Plain tobacco packaging plan at risk due to delay in forming Government
Plans to introduce plain packaging for tobacco products next year have been thrown into serious doubt as a result of the length of time it has taken to form the new Government.
In the first instance of its kind, the Department of Health has admitted that a major government policy has stalled as a direct result of the "unforeseen and unusual" political impasse.
Former Children's Minister James Reilly had pledged to ensure that plain tobacco products would be on the shelves in 2017 - despite major opposition from the tobacco industry and several EU member states.
However, the Irish Independent has learned that the landmark legislation is facing significant delays in a development that is set to be seized upon by some of the world's largest tobacco firms.

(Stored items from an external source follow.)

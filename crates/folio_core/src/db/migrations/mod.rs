//! SQLite migration registry and executor.
//!
//! # Responsibility
//! - Register schema migrations in strictly increasing order.
//! - Apply pending migrations atomically.
//!
//! # Invariants
//! - `version` values must remain monotonic.
//! - Applied migration version is mirrored to `PRAGMA user_version`.

use crate::db::{DbError, DbResult};
use rusqlite::{Connection, TransactionBehavior};

#[derive(Debug, Clone, Copy)]
struct Migration {
    version: u32,
    sql: &'static str,
}

const MIGRATIONS: &[Migration] = &[
    Migration {
        version: 1,
        sql: include_str!("0001_init.sql"),
    },
    Migration {
        version: 2,
        sql: include_str!("0002_query_indexes.sql"),
    },
];

/// Returns the latest migration version known by this binary.
pub fn latest_version() -> u32 {
    MIGRATIONS.last().map_or(0, |migration| migration.version)
}

/// Applies all pending migrations on the provided connection.
pub fn apply_migrations(conn: &mut Connection) -> DbResult<()> {
    let current_version = current_user_version(conn)?;
    let latest = latest_version();

    if current_version > latest {
        return Err(DbError::UnsupportedSchemaVersion {
            db_version: current_version,
            latest_supported: latest,
        });
    }

    if current_version == latest {
        return Ok(());
    }

    // Immediate so two processes opening a fresh file cannot both migrate.
    let tx = conn.transaction_with_behavior(TransactionBehavior::Immediate)?;
    let locked_version = tx.query_row("PRAGMA user_version;", [], |row| row.get::<_, u32>(0))?;
    for migration in MIGRATIONS {
        if migration.version <= locked_version {
            continue;
        }

        tx.execute_batch(migration.sql)?;
        tx.execute_batch(&format!("PRAGMA user_version = {};", migration.version))?;
    }
    tx.commit()?;

    Ok(())
}

fn current_user_version(conn: &Connection) -> DbResult<u32> {
    let version = conn.query_row("PRAGMA user_version;", [], |row| row.get::<_, u32>(0))?;
    Ok(version)
}
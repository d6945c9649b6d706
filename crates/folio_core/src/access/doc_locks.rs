//! Keyed mutual exclusion for per-document writes.
//!
//! # Invariants
//! - At most one guard per document id exists at a time.
//! - Acquisition waits at most `wait`; then it fails with `LockError::TimedOut`.
//! - A slot is dropped from the registry once nobody holds or awaits it.

use crate::model::document::DocumentId;
use log::warn;
use parking_lot::{ArcMutexGuard, Mutex, RawMutex};
use std::collections::HashMap;
use std::error::Error;
use std::fmt::{Display, Formatter};
use std::sync::Arc;
use std::time::{Duration, Instant};

type Slot = Arc<Mutex<()>>;

#[derive(Debug, Clone, PartialEq, Eq)]
pub enum LockError {
    /// Another writer held the document for the whole wait budget.
    TimedOut {
        document_id: DocumentId,
        waited: Duration,
    },
}

impl Display for LockError {
    fn fmt(&self, f: &mut Formatter<'_>) -> std::fmt::Result {
        match self {
            Self::TimedOut {
                document_id,
                waited,
            } => write!(
                f,
                "timed out after {}ms waiting for document {document_id}",
                waited.as_millis()
            ),
        }
    }
}

impl Error for LockError {}

/// Registry of per-document locks shared by every connection in a process.
#[derive(Debug)]
pub struct DocumentLocks {
    slots: Mutex<HashMap<DocumentId, Slot>>,
    wait: Duration,
}

impl DocumentLocks {
    pub fn new(wait: Duration) -> Self {
        Self {
            slots: Mutex::new(HashMap::new()),
            wait,
        }
    }

    /// Blocks until the document is free or the wait budget is spent.
    pub fn acquire(&self, document_id: DocumentId) -> Result<DocumentLockGuard<'_>, LockError> {
        let slot = {
            let mut slots = self.slots.lock();
            Arc::clone(slots.entry(document_id).or_default())
        };

        let started_at = Instant::now();
        let acquired = slot.try_lock_arc_for(self.wait);
        drop(slot);

        match acquired {
            Some(held) => Ok(DocumentLockGuard {
                registry: self,
                document_id,
                held: Some(held),
            }),
            None => {
                let waited = started_at.elapsed();
                warn!(
                    "event=doc_lock module=access status=error error_code=lock_timeout document_id={} waited_ms={}",
                    document_id,
                    waited.as_millis()
                );
                self.release_slot_if_idle(document_id);
                Err(LockError::TimedOut {
                    document_id,
                    waited,
                })
            }
        }
    }

    /// Number of documents currently tracked. Idle slots are not counted.
    pub fn active_slots(&self) -> usize {
        self.slots.lock().len()
    }

    fn release_slot_if_idle(&self, document_id: DocumentId) {
        let mut slots = self.slots.lock();
        // Only the registry's own Arc left means no holder and no waiter.
        if slots
            .get(&document_id)
            .is_some_and(|slot| Arc::strong_count(slot) == 1)
        {
            slots.remove(&document_id);
        }
    }
}

/// Exclusive hold on one document, released on drop.
pub struct DocumentLockGuard<'a> {
    registry: &'a DocumentLocks,
    document_id: DocumentId,
    held: Option<ArcMutexGuard<RawMutex, ()>>,
}

impl DocumentLockGuard<'_> {
    pub fn document_id(&self) -> DocumentId {
        self.document_id
    }
}

impl Drop for DocumentLockGuard<'_> {
    fn drop(&mut self) {
        drop(self.held.take());
        self.registry.release_slot_if_idle(self.document_id);
    }
}

#[cfg(test)]
mod tests {
    use super::{DocumentLocks, LockError};
    use std::sync::Arc;
    use std::thread;
    use std::time::Duration;
    use uuid::Uuid;

    #[test]
    fn second_acquire_times_out_while_first_is_held() {
        let locks = Arc::new(DocumentLocks::new(Duration::from_millis(30)));
        let document_id = Uuid::new_v4();
        let held = locks.acquire(document_id).expect("first acquire");

        let contender = Arc::clone(&locks);
        let err = thread::spawn(move || contender.acquire(document_id).map(|_| ()))
            .join()
            .expect("thread join")
            .expect_err("must time out");
        assert!(matches!(err, LockError::TimedOut { .. }));

        drop(held);
        assert!(locks.acquire(document_id).is_ok());
    }

    #[test]
    fn distinct_documents_do_not_contend() {
        let locks = DocumentLocks::new(Duration::from_millis(10));
        let first = locks.acquire(Uuid::new_v4()).expect("first doc");
        let second = locks.acquire(Uuid::new_v4()).expect("second doc");
        assert_ne!(first.document_id(), second.document_id());
        assert_eq!(locks.active_slots(), 2);
    }

    #[test]
    fn idle_slots_are_removed() {
        let locks = DocumentLocks::new(Duration::from_millis(10));
        let document_id = Uuid::new_v4();
        {
            let _guard = locks.acquire(document_id).expect("acquire");
            assert_eq!(locks.active_slots(), 1);
        }
        assert_eq!(locks.active_slots(), 0);
    }
}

And in a significant admission, the department has directly blamed the stalling of the legislation on the 70-day political impasse that preceded the formation of the Fine Gael-Independents partnership government.

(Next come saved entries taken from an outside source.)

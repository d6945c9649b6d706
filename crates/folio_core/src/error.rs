//! Caller-facing error taxonomy.
//!
//! # Responsibility
//! - Collapse repository, lock and bootstrap failures into the four outcomes
//!   callers may observe: validation, not-found, conflict, internal.
//! - Keep storage details out of caller-visible messages.
//!
//! # Invariants
//! - Ownership mismatches and missing rows produce the same `NotFound` value.
//! - Only `Conflict` is retryable.
//! - `Internal` displays a generic message; detail stays in `source()` and logs.

use crate::access::doc_locks::LockError;
use crate::db::DbError;
use crate::logging::sanitize_message;
use crate::model::document::DocumentId;
use crate::repo::RepoError;
use log::error;
use rusqlite::ErrorCode;
use serde::Serialize;
use std::error::Error;
use std::fmt::{Display, Formatter};

pub type CoreResult<T> = Result<T, CoreError>;

const MAX_LOGGED_ERROR_CHARS: usize = 240;

/// One rejected input field.
#[derive(Debug, Clone, PartialEq, Eq, Serialize)]
pub struct FieldError {
    pub field: &'static str,
    pub message: String,
}

impl FieldError {
    pub fn new(field: &'static str, message: impl Into<String>) -> Self {
        Self {
            field,
            message: message.into(),
        }
    }
}

/// Input rejected before any mutation.
#[derive(Debug, Clone, PartialEq, Eq, Serialize)]
pub struct ValidationError {
    pub fields: Vec<FieldError>,
}

impl ValidationError {
    pub fn single(field: &'static str, message: impl Into<String>) -> Self {
        Self {
            fields: vec![FieldError::new(field, message)],
        }
    }

    /// Returns whether `field` is among the rejected fields.
    pub fn has_field(&self, field: &str) -> bool {
        self.fields.iter().any(|item| item.field == field)
    }
}

impl Display for ValidationError {
    fn fmt(&self, f: &mut Formatter<'_>) -> std::fmt::Result {
        let parts = self
            .fields
            .iter()
            .map(|item| format!("{}: {}", item.field, item.message))
            .collect::<Vec<_>>();
        write!(f, "validation failed ({})", parts.join("; "))
    }
}

impl Error for ValidationError {}

/// Entity kinds named by `NotFound`.
#[derive(Debug, Clone, Copy, PartialEq, Eq, Serialize)]
#[serde(rename_all = "snake_case")]
pub enum EntityKind {
    User,
    Project,
    Document,
    History,
}

impl EntityKind {
    pub fn as_str(self) -> &'static str {
        match self {
            Self::User => "user",
            Self::Project => "project",
            Self::Document => "document",
            Self::History => "history",
        }
    }
}

/// Wraps an unexpected failure without exposing it through `Display`.
#[derive(Debug)]
pub struct InternalError {
    source: Box<dyn Error + Send + Sync + 'static>,
}

impl InternalError {
    fn new(source: impl Error + Send + Sync + 'static) -> Self {
        Self {
            source: Box::new(source),
        }
    }
}

impl Display for InternalError {
    fn fmt(&self, f: &mut Formatter<'_>) -> std::fmt::Result {
        write!(f, "internal error")
    }
}

impl Error for InternalError {
    fn source(&self) -> Option<&(dyn Error + 'static)> {
        Some(self.source.as_ref())
    }
}

/// Error returned by every caller-facing operation.
#[derive(Debug)]
pub enum CoreError {
    Validation(ValidationError),
    NotFound { kind: EntityKind, id: String },
    Conflict { document_id: Option<DocumentId> },
    Internal(InternalError),
}

impl CoreError {
    pub fn not_found(kind: EntityKind, id: impl ToString) -> Self {
        Self::NotFound {
            kind,
            id: id.to_string(),
        }
    }

    /// Returns whether the caller may retry the same request unchanged.
    pub fn is_retryable(&self) -> bool {
        matches!(self, Self::Conflict { .. })
    }

    pub(crate) fn internal(source: impl Error + Send + Sync + 'static) -> Self {
        let detail = sanitize_message(&source.to_string(), MAX_LOGGED_ERROR_CHARS);
        error!("event=internal_error module=core status=error error={detail}");
        Self::Internal(InternalError::new(source))
    }
}

impl Display for CoreError {
    fn fmt(&self, f: &mut Formatter<'_>) -> std::fmt::Result {
        match self {
            Self::Validation(err) => write!(f, "{err}"),
            Self::NotFound { kind, id } => write!(f, "{} not found: {id}", kind.as_str()),
            Self::Conflict { .. } => {
                write!(f, "document is busy with another write; retry the request")
            }
            Self::Internal(err) => write!(f, "{err}"),
        }
    }
}

impl Error for CoreError {
    fn source(&self) -> Option<&(dyn Error + 'static)> {
        match self {
            Self::Validation(err) => Some(err),
            Self::Internal(err) => Some(err),
            Self::NotFound { .. } | Self::Conflict { .. } => None,
        }
    }
}

impl From<ValidationError> for CoreError {
    fn from(value: ValidationError) -> Self {
        Self::Validation(value)
    }
}

impl From<LockError> for CoreError {
    fn from(value: LockError) -> Self {
        match value {
            LockError::TimedOut { document_id, .. } => Self::Conflict {
                document_id: Some(document_id),
            },
        }
    }
}

impl From<DbError> for CoreError {
    fn from(value: DbError) -> Self {
        match value {
            DbError::Sqlite(err) if is_contention(&err) => Self::Conflict { document_id: None },
            other => Self::internal(other),
        }
    }
}

impl From<RepoError> for CoreError {
    fn from(value: RepoError) -> Self {
        match value {
            RepoError::NotFound { kind, id } => Self::NotFound { kind, id },
            RepoError::UniqueViolation { field } => {
                Self::Validation(ValidationError::single(field, format!("{field} is already taken")))
            }
            RepoError::Db(err) => err.into(),
            other => Self::internal(other),
        }
    }
}

impl From<rusqlite::Error> for CoreError {
    fn from(value: rusqlite::Error) -> Self {
        DbError::Sqlite(value).into()
    }
}

fn is_contention(err: &rusqlite::Error) -> bool {
    matches!(
        err.sqlite_error_code(),
        Some(ErrorCode::DatabaseBusy) | Some(ErrorCode::DatabaseLocked)
    )
}

#[cfg(test)]
mod tests {
    use super::{CoreError, EntityKind, ValidationError};
    use std::error::Error;
    use std::io;

    #[test]
    fn internal_error_hides_detail_from_display() {
        let err = CoreError::internal(io::Error::new(io::ErrorKind::Other, "disk /var/x gone"));
        assert_eq!(err.to_string(), "internal error");
        let source = err.source().and_then(|inner| inner.source());
        assert!(source
            .map(|inner| inner.to_string().contains("disk"))
            .unwrap_or(false));
        assert!(!err.is_retryable());
    }

    #[test]
    fn only_conflict_is_retryable() {
        assert!(CoreError::Conflict { document_id: None }.is_retryable());
        assert!(!CoreError::not_found(EntityKind::Project, "x").is_retryable());
        assert!(!CoreError::from(ValidationError::single("title", "too short")).is_retryable());
    }

    #[test]
    fn busy_sqlite_error_maps_to_conflict() {
        let busy = rusqlite::Error::SqliteFailure(
            rusqlite::ffi::Error::new(rusqlite::ffi::SQLITE_BUSY),
            None,
        );
        assert!(matches!(
            CoreError::from(busy),
            CoreError::Conflict { document_id: None }
        ));
    }
}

In correspondence with the tobacco industry last week, officials from the department's Tobacco and Alcohol Unit said the "unforeseen and unusual delay in the formation of the Government" had caused the delay in progressing the legislation.
The department has also said it does not yet have a date for when the measures will be dealt with by the Oireachtas.
The implications of the delay in passing the legislation are potentially significant.
The delay will create the potential for fresh legal challenges and lobbying exercises by the tobacco industry in a bid to defeat the measures.
Government sources have also expressed considerable concern about the development, which will now have to be addressed by the new Health Minister Simon Harris.
"The fact that the deadline is this Friday and there are delays down the track regarding plain tobacco products creates a real mess," said a source.
Industry figures are now expected to highlight new statistics released in Australia and claim that smoking rates there have actually increased since plain-packaging laws were introduced in 2012.
The official government statistics show a 6.3pc increase in young women smoking in Australia - the first country to bring in plain tobacco laws.
Prior to the plain packaging legislation being passed, the Irish State must meet a deadline of May 20 laid down by the EU.
All member states must give effect to the EU Tobacco Products' Directive, which is designed to cover two-thirds of a pack of cigarettes in graphic health warnings, ban smaller pouches of rolling tobacco and outlaw menthol and slim cigarette products. Failure to meet the deadline this Friday leaves member states open to hefty fines.
But significantly, the measures lays the legal foundation for plain packaging in Ireland.